Boa, moço. O teu narrador é, o mais das vezes quando escreves em sério, sempre um fulano com um timbre americano. Mas felizmente o teu sentido de humor é europeu (da europa do sul), como europeia é a tua falta de paciência.

O que faz de ti um escritor... italo-americano? Um Rocky Balboa das letras?

Maria disse...

Escrita excelente, é verdade, mas parece-me que o Tolan está cada vez mais triste e deprimido...

a.i. disse...

Tolan Tolan, tu dás-me vontade de gritar CASA-TE COMIGO Tolan, mas como já disse uma vez (acho) estou a brincar, isto é apenas motivado pelo prazer que me dá ler o que escreves.

Rosa Cueca disse...

Gostei muito. Até porque retrata uma coisa chata no mundo dos gajos, que é deixarem andar a ver se passa. Nós falamos muito, mas quando deixamos de falar...é muito mau sinal. ;)

Lótus disse...

Que sina...este Amor.

Unknown disse...

Ai Tolan... Tolan ...que te sirva de exemplo !!!

[ senhores o que eu me ri agora :D]

Anónimo disse...

Às vezes a tua prosa soa como se fosse uma tradução manhosa daquelas tipo livros do Brasil.
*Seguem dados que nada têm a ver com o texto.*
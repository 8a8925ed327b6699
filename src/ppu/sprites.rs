//! Sprite rendering for the PPU
//!
//! OAM holds 64 four-byte sprite descriptors. For each scanline the first
//! eight intersecting sprites are gathered in OAM order and composited in
//! reverse (painter's algorithm), so lower OAM indices end up on top.
//! Sprites flagged behind the background are not composited at all.

use crate::memory::MemoryBus;

use super::{control, status, Ppu, FRAME_WIDTH};

/// Hardware limit of sprites drawn per scanline
pub const MAX_SPRITES_PER_SCANLINE: usize = 8;

/// One OAM sprite descriptor: `y, tile, attributes, x`.
///
/// Attribute bits: palette (0-1), priority (5, 1 = behind background),
/// flip-x (6), flip-y (7).
#[derive(Copy, Clone, Default)]
struct SpriteDesc {
    y: u8,
    tile: u8,
    attributes: u8,
    x: u8,
}

impl Ppu {
    fn sprite_desc(&self, index: usize) -> SpriteDesc {
        let base = index * 4;
        SpriteDesc {
            y: self.oam[base],
            tile: self.oam[base + 1],
            attributes: self.oam[base + 2],
            x: self.oam[base + 3],
        }
    }

    /// Render the sprites intersecting framebuffer row `y`
    pub(super) fn render_sprites_to_scanline(&mut self, bus: &MemoryBus, y: u32) {
        let mut sprites = [SpriteDesc::default(); MAX_SPRITES_PER_SCANLINE];
        let count = self.gather_sprite_hits(y, &mut sprites);

        // Reverse order so the lowest OAM index is painted last, on top.
        for desc in sprites[..count].iter().rev() {
            self.render_one_sprite(bus, *desc, y);
        }
    }

    /// Collect the first eight sprites that intersect scanline `y`, in OAM
    /// order. Finding a ninth sets the sprite-overflow flag.
    fn gather_sprite_hits(
        &mut self,
        y: u32,
        sprites: &mut [SpriteDesc; MAX_SPRITES_PER_SCANLINE],
    ) -> usize {
        let mut count = 0;

        for index in 0..64 {
            let desc = self.sprite_desc(index);

            if desc.y >= 240 {
                continue;
            }
            let sprite_y = desc.y as u32;
            if sprite_y > y || sprite_y + 7 < y {
                continue;
            }

            if count < MAX_SPRITES_PER_SCANLINE {
                sprites[count] = desc;
                count += 1;
            } else {
                self.status |= status::SPRITE_OVERFLOW;
                break;
            }
        }

        count
    }

    fn render_one_sprite(&mut self, bus: &MemoryBus, desc: SpriteDesc, y: u32) {
        if desc.attributes & 0x20 != 0 {
            // Background-priority sprites are not composited.
            return;
        }

        self.status |= status::SPRITE_ZERO_HIT;

        let internal_y = (y - desc.y as u32) as u8;
        let pixel_offset = ((y * FRAME_WIDTH as u32 + desc.x as u32) * 3) as usize;
        let count = 8.min(FRAME_WIDTH as u32 - desc.x as u32) as u8;

        self.render_sprite_pattern(bus, pixel_offset, desc.tile, desc.attributes, internal_y, count);
    }

    fn render_sprite_pattern(
        &mut self,
        bus: &MemoryBus,
        pixel_offset: usize,
        pattern_index: u8,
        attributes: u8,
        internal_y: u8,
        count: u8,
    ) {
        let internal_y = if attributes & 0x80 != 0 {
            7 - internal_y
        } else {
            internal_y
        };

        let pattern_base: u16 = if self.control & control::SPRITE_PATTERN_TABLE != 0 {
            0x1000
        } else {
            0x0000
        };
        let low_address = pattern_base + pattern_index as u16 * 16 + internal_y as u16;

        let low_byte = bus.read_ppu_byte(low_address);
        let high_byte = bus.read_ppu_byte(low_address + 8);

        let palette_base: u16 = match attributes & 0x3 {
            0x0 => 0x3F11,
            0x1 => 0x3F15,
            0x2 => 0x3F19,
            _ => 0x3F1D,
        };

        self.render_sprite_pattern_line(
            bus,
            pixel_offset,
            low_byte,
            high_byte,
            attributes,
            palette_base,
            count,
        );
    }

    fn render_sprite_pattern_line(
        &mut self,
        bus: &MemoryBus,
        pixel_offset: usize,
        mut low_byte: u8,
        mut high_byte: u8,
        attributes: u8,
        palette_base: u16,
        count: u8,
    ) {
        let color_indices = [
            bus.read_ppu_byte(0x3F00),
            bus.read_ppu_byte(palette_base),
            bus.read_ppu_byte(palette_base + 1),
            bus.read_ppu_byte(palette_base + 2),
        ];

        if attributes & 0x40 != 0 {
            // Horizontal flip: shift the pattern out LSB-first.
            for i in 0..count as usize {
                let pattern = (low_byte & 0x1) | ((high_byte & 0x1) << 1);
                self.render_pixel(pixel_offset + i * 3, pattern, &color_indices, true);

                low_byte >>= 1;
                high_byte >>= 1;
            }
        } else {
            for i in 0..count as usize {
                let pattern = ((low_byte & 0x80) >> 7) | ((high_byte & 0x80) >> 6);
                self.render_pixel(pixel_offset + i * 3, pattern, &color_indices, true);

                low_byte <<= 1;
                high_byte <<= 1;
            }
        }
    }
}
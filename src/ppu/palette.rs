//! Master palette for the PPU
//!
//! The 2C02 does not output RGB; palette RAM holds 6-bit indices into the
//! composite color set. This table is a common RGB approximation of those
//! 64 colors.

/// Master palette, indexed by a palette-RAM byte masked to 6 bits
#[rustfmt::skip]
pub const SYSTEM_PALETTE: [(u8, u8, u8); 64] = [
    (0x66, 0x66, 0x66), (0x00, 0x2A, 0x88), (0x14, 0x12, 0xA7), (0x3B, 0x00, 0xA4),
    (0x5C, 0x00, 0x7E), (0x6E, 0x00, 0x40), (0x6C, 0x06, 0x00), (0x56, 0x1D, 0x00),
    (0x33, 0x35, 0x00), (0x0B, 0x48, 0x00), (0x00, 0x52, 0x00), (0x00, 0x4F, 0x08),
    (0x00, 0x40, 0x4D), (0x00, 0x00, 0x00), (0x00, 0x00, 0x00), (0x00, 0x00, 0x00),
    (0xAD, 0xAD, 0xAD), (0x15, 0x5F, 0xD9), (0x42, 0x40, 0xFF), (0x75, 0x27, 0xFE),
    (0xA0, 0x1A, 0xCC), (0xB7, 0x1E, 0x7B), (0xB5, 0x31, 0x20), (0x99, 0x4E, 0x00),
    (0x6B, 0x6D, 0x00), (0x38, 0x87, 0x00), (0x0C, 0x93, 0x00), (0x00, 0x8F, 0x32),
    (0x00, 0x7C, 0x8D), (0x00, 0x00, 0x00), (0x00, 0x00, 0x00), (0x00, 0x00, 0x00),
    (0xFF, 0xFE, 0xFF), (0x64, 0xB0, 0xFF), (0x92, 0x90, 0xFF), (0xC6, 0x76, 0xFF),
    (0xF3, 0x6A, 0xFF), (0xFE, 0x6E, 0xCC), (0xFE, 0x81, 0x70), (0xEA, 0x9E, 0x22),
    (0xBC, 0xBE, 0x00), (0x88, 0xD8, 0x00), (0x5C, 0xE4, 0x30), (0x45, 0xE0, 0x82),
    (0x48, 0xCD, 0xDE), (0x4F, 0x4F, 0x4F), (0x00, 0x00, 0x00), (0x00, 0x00, 0x00),
    (0xFF, 0xFE, 0xFF), (0xC0, 0xDF, 0xFF), (0xD3, 0xD2, 0xFF), (0xE8, 0xC8, 0xFF),
    (0xFB, 0xC2, 0xFF), (0xFE, 0xC4, 0xEA), (0xFE, 0xCC, 0xC5), (0xF7, 0xD8, 0xA5),
    (0xE4, 0xE5, 0x94), (0xCF, 0xEF, 0x96), (0xBD, 0xF4, 0xAB), (0xB3, 0xF3, 0xCC),
    (0xB5, 0xEB, 0xF2), (0xB8, 0xB8, 0xB8), (0x00, 0x00, 0x00), (0x00, 0x00, 0x00),
];
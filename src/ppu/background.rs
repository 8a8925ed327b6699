//! Background rendering for the PPU
//!
//! The background is a 32x30 grid of 8x8 tiles per nametable, colored
//! through the attribute table's 2-bit palette quadrants. Rendering is
//! run-based: each scanline is walked in spans of up to eight pixels that
//! share a tile row, so the nametable, attribute and pattern bytes are
//! fetched once per span.

use log::warn;

use crate::memory::MemoryBus;

use super::{control, mask, Ppu, FRAME_WIDTH};

impl Ppu {
    /// Render the background for framebuffer row `y`
    pub(super) fn render_background_to_scanline(&mut self, bus: &MemoryBus, y: u32) {
        let start_x = if self.mask & mask::SCREEN_MASK != 0 { 0 } else { 8 };

        let mut x = start_x;
        while x < FRAME_WIDTH as u32 {
            let nametable_x = x + self.scroll_x as u32;
            let nametable_y = y + self.scroll_y as u32;

            // Run length: to the end of the current tile, clipped to the
            // right screen edge.
            let count = (8 - nametable_x % 8).min(FRAME_WIDTH as u32 - x);

            let pattern_index =
                self.fetch_nametable_byte(bus, (nametable_x >> 3) as u16, (nametable_y >> 3) as u16);
            let attrib =
                self.fetch_attrib_byte(bus, (nametable_x >> 4) as u16, (nametable_y >> 4) as u16);

            let pixel_offset = ((y * FRAME_WIDTH as u32 + x) * 3) as usize;
            self.render_background_pattern(
                bus,
                pixel_offset,
                pattern_index,
                attrib,
                (nametable_x % 8) as u8,
                (nametable_y % 8) as u8,
                count as u8,
            );

            x += count;
        }
    }

    /// Fetch a tile index from the nametable, wrapping across the
    /// mirrored table when scrolling crosses a nametable edge.
    fn fetch_nametable_byte(&self, bus: &MemoryBus, tile_x: u16, tile_y: u16) -> u8 {
        // Recomputed per fetch so mid-frame control writes take effect.
        let mut address =
            0x2000 | (((self.control & control::NAMETABLE_SELECT) as u16) << 10);
        let mut tile_x = tile_x;
        let mut tile_y = tile_y;

        if self.mirror_mode {
            // Vertical mirroring: $2000 and $2400 hold the two horizontal
            // tables.
            if tile_y >= 30 {
                warn!("Nametable row out of range under vertical mirroring: {}", tile_y);
                debug_assert!(false, "nametable row out of range");
            }

            if tile_x >= 32 {
                address ^= 0x0400;
                tile_x -= 32;
            }
        } else {
            // Horizontal mirroring: $2000 and $2800 hold the two vertical
            // tables.
            if tile_x >= 32 {
                warn!("Nametable column out of range under horizontal mirroring: {}", tile_x);
                debug_assert!(false, "nametable column out of range");
            }

            if tile_y >= 30 {
                address ^= 0x0800;
                tile_y -= 30;
            }
        }

        address += tile_y * 32 + tile_x;
        bus.read_ppu_byte(address)
    }

    /// Fetch the 2-bit palette quadrant for a 16-pixel block from the
    /// attribute table.
    fn fetch_attrib_byte(&self, bus: &MemoryBus, tile_x: u16, tile_y: u16) -> u8 {
        let mut address =
            0x23C0 | (((self.control & control::NAMETABLE_SELECT) as u16) << 10);

        // Position within the 8x8 attribute grid, and within the byte.
        let mut block_x = tile_x >> 1;
        let mut block_y = tile_y >> 1;
        let sub_tile_x = tile_x % 2;
        let sub_tile_y = tile_y % 2;

        if self.mirror_mode {
            if block_y >= 8 {
                warn!("Attribute row out of range under vertical mirroring: {}", block_y);
                debug_assert!(false, "attribute row out of range");
            }

            if block_x >= 8 {
                address ^= 0x0400;
                block_x -= 8;
            }
        } else {
            if block_x >= 8 {
                warn!("Attribute column out of range under horizontal mirroring: {}", block_x);
                debug_assert!(false, "attribute column out of range");
            }

            if block_y >= 8 {
                address ^= 0x0800;
                block_y -= 8;
            }
        }

        address += block_y * 8 + block_x;
        let attrib = bus.read_ppu_byte(address);

        (attrib >> (4 * sub_tile_y + 2 * sub_tile_x)) & 0x3
    }

    /// Render up to eight pixels of one background tile row
    fn render_background_pattern(
        &mut self,
        bus: &MemoryBus,
        pixel_offset: usize,
        pattern_index: u8,
        palette_index: u8,
        internal_x: u8,
        internal_y: u8,
        count: u8,
    ) {
        let pattern_base: u16 = if self.control & control::SCREEN_PATTERN_TABLE != 0 {
            0x1000
        } else {
            0x0000
        };
        let low_address = pattern_base + pattern_index as u16 * 16 + internal_y as u16;

        // Pre-shift so the span's first pixel sits at the MSB.
        let low = bus.read_ppu_byte(low_address) << internal_x;
        let high = bus.read_ppu_byte(low_address + 8) << internal_x;

        let palette_base: u16 = match palette_index {
            0x0 => 0x3F01,
            0x1 => 0x3F05,
            0x2 => 0x3F09,
            _ => 0x3F0D,
        };

        self.render_background_pattern_line(bus, pixel_offset, low, high, palette_base, count);
    }

    fn render_background_pattern_line(
        &mut self,
        bus: &MemoryBus,
        pixel_offset: usize,
        mut low_byte: u8,
        mut high_byte: u8,
        palette_base: u16,
        count: u8,
    ) {
        // Pattern value 0 normally reads the universal backdrop, but while
        // the VRAM pointer parks inside palette space the hardware shows
        // that entry instead; this core honours the quirk.
        let mut backdrop_address = 0x3F00;
        if self.vram_addr >= 0x3F00 && self.vram_addr <= 0x3FFF {
            backdrop_address = self.vram_addr;
        }

        let color_indices = [
            bus.read_ppu_byte(backdrop_address),
            bus.read_ppu_byte(palette_base),
            bus.read_ppu_byte(palette_base + 1),
            bus.read_ppu_byte(palette_base + 2),
        ];

        for i in 0..count as usize {
            let pattern = ((low_byte & 0x80) >> 7) | ((high_byte & 0x80) >> 6);
            self.render_pixel(pixel_offset + i * 3, pattern, &color_indices, false);

            low_byte <<= 1;
            high_byte <<= 1;
        }
    }
}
Uma coisa é gostarmos de escritores estrangeiros, outra é reproduzirmos o estilo artificial que resulta das suas traduções.
Há que adaptar a coisa ao vernáculo senão soa tudo a falso. Mas enfim, talvez me engane... Se calhar um gajo pode construir um estilo a partir da literatura traduzida. É possível. Tudo é possível. Isto do estilo e das traduções são assuntos maiores, complicadíssimos. (Atenta no Luiz Pacheco, já agora: aquilo é português, foda-se! A sintaxe e vocabulário são indígenas até ao tutano e o estilo é o dele próprio! I.e., trata-se de um escritor!)

Tolan disse...

caro anónimo, perdi 20 minutos a tentar alinhavar um comentário sucinto de resposta mas entretanto desisti.

Anónimo disse...

Deixa-lá. Era só para meter conversa. Toma lá uma coisa em grande estilo: http://youtu.be/UyDqULz9ECc

Campeão disse...

Vai ser difícil encontrar texto que não tenha tamanha inveja de não ter escrito.

Apple disse...

Gosto muito da tua prosa com um sabor a desencanto (também gosto das outras linhas que me fazem rir, mas isso fica para outros comentários).

mcrs disse...

Porra pá, pega nela e vai fazer amor.

Que bambi.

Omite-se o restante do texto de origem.